Yes, this could be the West Bank. But it could also be a far larger stretch of desert and coastline two thousand miles across North Africa: Morocco-occupied Western Sahara.

Financial Times reporter Toby Shelley’s Endgame in the Western Sahara is the first real study of this obscure conflict in over twenty years. (The last was Tony Hodges’ Western Sahara: The Roots of a Desert War in 1983.) The timing might prove fortuitous for Shelley, if not necessarily for the Sahrawis, the indigenous inhabitants of the territory.

After two years of calm, a new intifada erupted in Western Sahara in May 2005, and the contested offshore oil exploration zones hold potential to become strategic as global prices remain escalated. But Shelley’s book largely documents how the post-9-11 re-alignments in the Maghreb present new challenges for the Sahrawi.

A more hopeful analogy to Western Sahara is East Timor, and JosĂ© Ramos Horta, East Timor’s independence leader and Nobel Laureate, writes the introduction to Shelley’s book. In 1975, that same fateful year that Portugal ceded and Indonesia (illegally) annexed East Timor, a similar drama played out in what was then called Spanish Sahara. As Spain withdrew, Morocco and Mauritania illegally divided the territory between them. And (as in East Timor) the anti-colonial rebels continued their guerilla struggle against the new masters. In 1980, Mauritania pulled out, and Morocco’s King Hassan II quickly annexed their portion of the territory. Another ten years of war followed before the Polisario Front guerillas signed a ceasefire, but the promised UN-sponsored referendum on independence for Western Sahara has fallen victim to global power politics. The country remains occupied, divided roughly east-west by the Moroccan army’s sand berms. With South Africa’s 1990 withdrawal from Namibia, Western Sahara is now Africa’s last colony.

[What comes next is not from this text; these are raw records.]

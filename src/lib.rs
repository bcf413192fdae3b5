//! # Incident Harness
//!
//! A semantic retrieval store for short free-text incident records.
//!
//! Incident Harness ingests incident descriptions from heterogeneous
//! sources (CSV and JSON files, scraped web pages), embeds them, persists
//! them in a vector collection, and answers "find records similar to this
//! text" queries with score-ranked, metadata-enriched results. It also
//! derives a deterministic 3-D layout of incidents grouped by project,
//! cached beside the store and invalidated by collection cardinality.
//!
//! ## Architecture
//!
//! ```text
//! ┌──────────────┐   ┌───────────┐   ┌────────────┐
//! │  Sources     │──▶│  Ingest   │──▶│   SQLite   │
//! │ CSV/JSON/Web │   │ Normalize │   │ collection │
//! └──────────────┘   │  + Embed  │   └─────┬──────┘
//!                    └───────────┘         │
//!                          ┌───────────────┼────────────┐
//!                          ▼               ▼            ▼
//!                    ┌──────────┐    ┌──────────┐  ┌─────────┐
//!                    │  Search  │    │  Galaxy  │  │  Stats  │
//!                    │ (1−dist) │    │  (cache) │  │         │
//!                    └──────────┘    └──────────┘  └─────────┘
//! ```
//!
//! ## Quick Start
//!
//! ```bash
//! inci init                              # create the collection
//! inci ingest incidencias.csv            # load a file
//! inci ingest https://intranet/avisos --kind url
//! inci search "fallo de impresora" --top-k 5
//! inci galaxy                            # cached 3-D layout
//! ```
//!
//! ## Modules
//!
//! | Module | Purpose |
//! |--------|---------|
//! | [`config`] | TOML configuration parsing |
//! | [`models`] | Incident record and response envelopes |
//! | [`fields`] | Canonical-field alias resolution |
//! | [`error`] | Error taxonomy |
//! | [`embedding`] | Embedding provider abstraction |
//! | [`store`] | Vector store adapter |
//! | [`scrape`] | Web-page incident extraction |
//! | [`ingest`] | Ingestion pipeline |
//! | [`search`] | Similarity search |
//! | [`galaxy`] | 3-D layout cache |
//! | [`engine`] | Public operation boundary |

pub mod config;
pub mod embedding;
pub mod engine;
pub mod error;
pub mod fields;
pub mod galaxy;
pub mod ingest;
pub mod models;
pub mod scrape;
pub mod search;
pub mod store;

Not one country on earth recognizes Morocco’s claim to sovereignty over Western Sahara. Some 60 (including, of course, East Timor) recognize the Polisario Front’s exile government. But this hasn’t done the Sahrawis much good.

Since 2001, the UN’s pointman on Western Sahara, former US Secretary of State James Baker, has been pushing various versions of a plan under which Morocco’s settlers in the territory would be able to vote in the referendum. This is unacceptable to Polisario, which wants the vote restricted to the 74,000 native residents counted in the last Spanish census and their descendents. Morocco has named 100,000 applicants to participate in the vote, and views the referendum including an option for independence at all to be an onerous compromise.

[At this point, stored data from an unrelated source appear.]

//! Ingestion pipeline: raw sources → canonical incidents → embedded entries.
//!
//! Loads incidents from a delimited-table or structured-document file (or a
//! scraped web page), normalizes heterogeneous field names through the alias
//! tables in [`crate::fields`], and writes them through the embedding
//! provider into the vector store in fixed-size batches. A strict `add` that
//! fails (most commonly on duplicate ids when a source is re-ingested) is
//! retried once as an `upsert`, making re-ingestion idempotent.

use anyhow::Context;
use serde_json::Value;
use std::collections::BTreeMap;
use std::path::{Path, PathBuf};
use tracing::{debug, info, warn};

use crate::config::Config;
use crate::embedding;
use crate::error::EngineError;
use crate::fields;
use crate::models::{truncate_chars, Incident};
use crate::scrape;
use crate::store::{EntryRecord, VectorStore};

/// Structured-document items are normalized in chunks of this size.
const PARSE_BATCH_SIZE: usize = 100;

/// Embed-and-write batch sizes; remote providers pay one request per text,
/// so their batches are kept small.
const WRITE_BATCH_REMOTE: usize = 10;
const WRITE_BATCH_LOCAL: usize = 50;

/// Extra field values are capped to bound storage growth.
const EXTRA_VALUE_CAP: usize = 500;

/// Container keys checked, in order, for the record list of a structured
/// document whose root is an object.
const CONTAINER_KEYS: &[&str] = &["incidencias", "data", "items", "incidents", "records"];

/// Load incidents from `source` and write them to the store.
/// Returns the number of incidents loaded; zero parsed incidents is an
/// error, not an empty success.
pub async fn load_incidents(
    config: &Config,
    store: &VectorStore,
    source: &str,
    source_type: &str,
) -> Result<usize, EngineError> {
    let incidents = match source_type {
        "url" => scrape::scrape_incidents(source, config.ingest.fetch_timeout_secs).await?,
        "file" => load_from_file(config, store, source)?,
        other => {
            return Err(EngineError::UnsupportedFormat(format!(
                "source type '{}', expected file or url",
                other
            )))
        }
    };

    if incidents.is_empty() {
        return Err(EngineError::NoData(source.to_string()));
    }

    write_incidents(config, store, &incidents).await?;
    info!(source, loaded = incidents.len(), "ingestion complete");

    Ok(incidents.len())
}

// ============ File loading ============

fn load_from_file(
    config: &Config,
    store: &VectorStore,
    filename: &str,
) -> Result<Vec<Incident>, EngineError> {
    let path = resolve_path(config, store, filename)
        .ok_or_else(|| EngineError::SourceNotFound(filename.to_string()))?;

    let extension = path
        .extension()
        .and_then(|e| e.to_str())
        .unwrap_or_default()
        .to_ascii_lowercase();

    match extension.as_str() {
        "csv" => parse_csv(&path, filename),
        "json" => parse_json(&path, filename),
        other => Err(EngineError::UnsupportedFormat(format!(
            "extension '.{}' of {}",
            other, filename
        ))),
    }
}

/// A relative source name is looked up in the configured data directory,
/// then next to the store, then as a literal path.
fn resolve_path(config: &Config, store: &VectorStore, filename: &str) -> Option<PathBuf> {
    let mut candidates = Vec::new();
    if let Some(ref data_dir) = config.ingest.data_dir {
        candidates.push(data_dir.join(filename));
    }
    candidates.push(store.dir().join(filename));
    candidates.push(PathBuf::from(filename));

    candidates.into_iter().find(|p| p.exists())
}

fn parse_csv(path: &Path, source_name: &str) -> Result<Vec<Incident>, EngineError> {
    let mut reader = csv::Reader::from_path(path)
        .with_context(|| format!("Failed to open CSV: {}", path.display()))?;
    let headers = reader
        .headers()
        .context("Failed to read CSV headers")?
        .clone();

    let mut incidents = Vec::new();

    for (idx, row) in reader.records().enumerate() {
        let row = row.with_context(|| format!("Malformed CSV row {}", idx + 1))?;
        let record: BTreeMap<String, String> = headers
            .iter()
            .zip(row.iter())
            .map(|(header, value)| (header.to_string(), value.to_string()))
            .collect();
        incidents.push(normalize_record(record, idx, "csv", source_name));
    }

    Ok(incidents)
}

fn parse_json(path: &Path, source_name: &str) -> Result<Vec<Incident>, EngineError> {
    let content = std::fs::read_to_string(path)
        .with_context(|| format!("Failed to read JSON: {}", path.display()))?;
    let document: Value = serde_json::from_str(&content)
        .map_err(|e| EngineError::UnsupportedFormat(format!("invalid JSON: {}", e)))?;

    let items = find_record_list(&document).ok_or_else(|| {
        EngineError::UnsupportedFormat(format!("no list of records in {}", source_name))
    })?;

    let mut incidents = Vec::with_capacity(items.len());

    for batch in items.chunks(PARSE_BATCH_SIZE) {
        let offset = incidents.len();
        for (idx, item) in batch.iter().enumerate() {
            let Some(object) = item.as_object() else {
                continue;
            };
            let record: BTreeMap<String, String> = object
                .iter()
                .filter(|(_, v)| !v.is_null())
                .map(|(k, v)| (k.clone(), scalar_to_string(v)))
                .collect();
            incidents.push(normalize_record(record, offset + idx, "json", source_name));
        }
        debug!(parsed = incidents.len(), "parsing structured document");
    }

    Ok(incidents)
}

/// Locate the list of records inside a structured document: a root-level
/// list is used directly; otherwise likely container keys are checked in
/// priority order, falling back to the first list-valued field found.
fn find_record_list(document: &Value) -> Option<&Vec<Value>> {
    match document {
        Value::Array(items) => Some(items),
        Value::Object(map) => CONTAINER_KEYS
            .iter()
            .find_map(|key| map.get(*key).and_then(Value::as_array))
            .or_else(|| map.values().find_map(Value::as_array)),
        _ => None,
    }
}

fn scalar_to_string(value: &Value) -> String {
    match value {
        Value::String(s) => s.clone(),
        other => other.to_string(),
    }
}

/// Map one raw source row/item to a canonical incident via alias priority
/// resolution; unclaimed columns are preserved verbatim, value-capped.
fn normalize_record(
    record: BTreeMap<String, String>,
    index: usize,
    kind: &str,
    source: &str,
) -> Incident {
    let id = fields::resolve(&record, fields::ID_ALIASES)
        .map(str::to_string)
        .unwrap_or_else(|| format!("{}_{}", kind, index));
    let title = fields::resolve_or(&record, fields::TITLE_ALIASES, fields::DEFAULT_TITLE);
    let description = fields::resolve_or(&record, fields::DESCRIPTION_ALIASES, "");
    let project = fields::resolve_or(&record, fields::PROJECT_ALIASES, fields::DEFAULT_PROJECT);

    let incident = Incident {
        id,
        title: title.to_string(),
        description: description.to_string(),
        project: project.to_string(),
        source: source.to_string(),
        extra: BTreeMap::new(),
    };

    // Everything the canonical fields did not literally consume rides along.
    let extra: BTreeMap<String, String> = record
        .into_iter()
        .filter(|(k, _)| {
            !matches!(
                k.as_str(),
                "id" | "title" | "description" | "source" | "Proyecto"
            )
        })
        .map(|(k, v)| (k, truncate_chars(&v, EXTRA_VALUE_CAP)))
        .collect();

    Incident { extra, ..incident }
}

// ============ Write path ============

/// Embed and write incidents in fixed-size batches. Any store error on the
/// strict `add` is answered by retrying the identical batch as an `upsert`;
/// a second failure surfaces as a store error.
async fn write_incidents(
    config: &Config,
    store: &VectorStore,
    incidents: &[Incident],
) -> Result<(), EngineError> {
    let batch_size = if config.embedding.is_remote() {
        WRITE_BATCH_REMOTE
    } else {
        WRITE_BATCH_LOCAL
    };

    let mut written = 0usize;

    for batch in incidents.chunks(batch_size) {
        let documents: Vec<String> = batch.iter().map(Incident::document_text).collect();
        let embeddings = embedding::embed_texts(&config.embedding, &documents).await?;

        let entries: Vec<EntryRecord> = batch
            .iter()
            .zip(documents.iter())
            .zip(embeddings.into_iter())
            .map(|((incident, document), embedding)| EntryRecord {
                id: incident.id.clone(),
                document: document.clone(),
                embedding,
                metadata: incident.metadata(),
            })
            .collect();

        if let Err(e) = store.add(&entries).await {
            warn!(error = %e, "strict add failed, retrying batch as upsert");
            store.upsert(&entries).await?;
        }

        written += batch.len();
        debug!(written, total = incidents.len(), "wrote incident batch");
    }

    Ok(())
}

Baker is alleged to have told Polisario diplomats in London in 2000 that Western Sahara is “not Kuwait”—the world would launch no massive campaign on behalf of its sovereignty.

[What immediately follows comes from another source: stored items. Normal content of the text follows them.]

//! Optimistic board mutations.
//!
//! ## Overview
//!
//! [`OptimisticMutator`] owns one board's [`LocalBoardState`] for a UI
//! session and coordinates each edit with the [`RecordStore`]:
//!
//! | Operation             | Local edit applied          | On store failure        |
//! |-----------------------|-----------------------------|-------------------------|
//! | `move_task`           | before the write            | snapshot restored       |
//! | `update_column_title` | before the write            | snapshot restored       |
//! | `delete_column`       | before the write            | snapshot restored       |
//! | `delete_task`         | before the write            | snapshot restored       |
//! | `create_task`         | after the insert resolves   | nothing to undo         |
//! | `create_column`       | after the insert resolves   | nothing to undo         |
//! | `update_board`        | after the write resolves    | nothing to undo         |
//!
//! Creates wait for the store because ids are assigned there; a task with a
//! placeholder id is never visible.
//!
//! Failures never escape as `Err`. They are written to a single sticky error
//! slot (`error()`) and the call reports `None`, `false` or a [`MoveOutcome`].
//! Local validation (blank titles, missing user) fails before any state is
//! touched or any store call is made.
//!
//! ## In-flight moves
//!
//! `move_task` is `begin_move` + store write + `finish_move`. The split form
//! lets several moves be in flight at once. Each `begin_move` takes a fresh
//! per-task sequence number; when a write fails after a newer move of the
//! same task was applied, its rollback is skipped (`MoveOutcome::Superseded`).
//! When other edits were applied since its snapshot, only the failed task is
//! put back where it was instead of restoring the whole snapshot.
//!
//! ## Edits during a drag
//!
//! A drag preview is not a real edit. Every other local edit, rollbacks
//! included, first lifts the preview, applies to the board underneath, then
//! re-anchors the drag at the dragged task's new place. Ending the drag can
//! therefore never bring back a layout that an edit replaced.

use std::collections::HashMap;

Meanwhile, tens of thousands of Sahrawis remain in a harsh exile at refugee camps around Tindouf, an old caravan town across the Algerian border, in one of the worst parts of the Sahara. Morocco protests that Polisario has been holding hundreds of Moroccan prisoners of war at the camp since the 1970s; the Sahrawi protest that Morocco remains unaccountable on the status of hundreds of “disappeared” from the occupied territory. Morocco exploits the territory’s phosphate mines and fisheries, and has invited international oil companies to chart (not yet drill) in Western Sahara’s claimed offshore zone. The US company Kerr McGee and the French TotalFinaElf have taken the bait, while still claiming “neutrality” in the conflict.

The Polisario Front—especially in its period of war with Morocco in the late ’70s and ’80s—has been sustained by Morocco’s rivalry with Algeria. When the crisis began, Algeria was at least nominally socialist, a leader of the Non-Aligned Movement, an OPEC price hawk and symbol of Third World nationalism. Morocco was a conservative monarchy and Cold War ally of Washington and the West. When Sahrawi refugees fled to Algerian territory in 1975, Algiers naturally became Polisario’s sponsor. (They had previously had a friend only in Libya’s Moammar Qadaffi.) So it seems inevitable that Polisario’s fortunes have fallen victim to the recent Morocco-Algeria rapprochement prompted by the shared threat of Islamist militancy—and avidly encouraged by the West.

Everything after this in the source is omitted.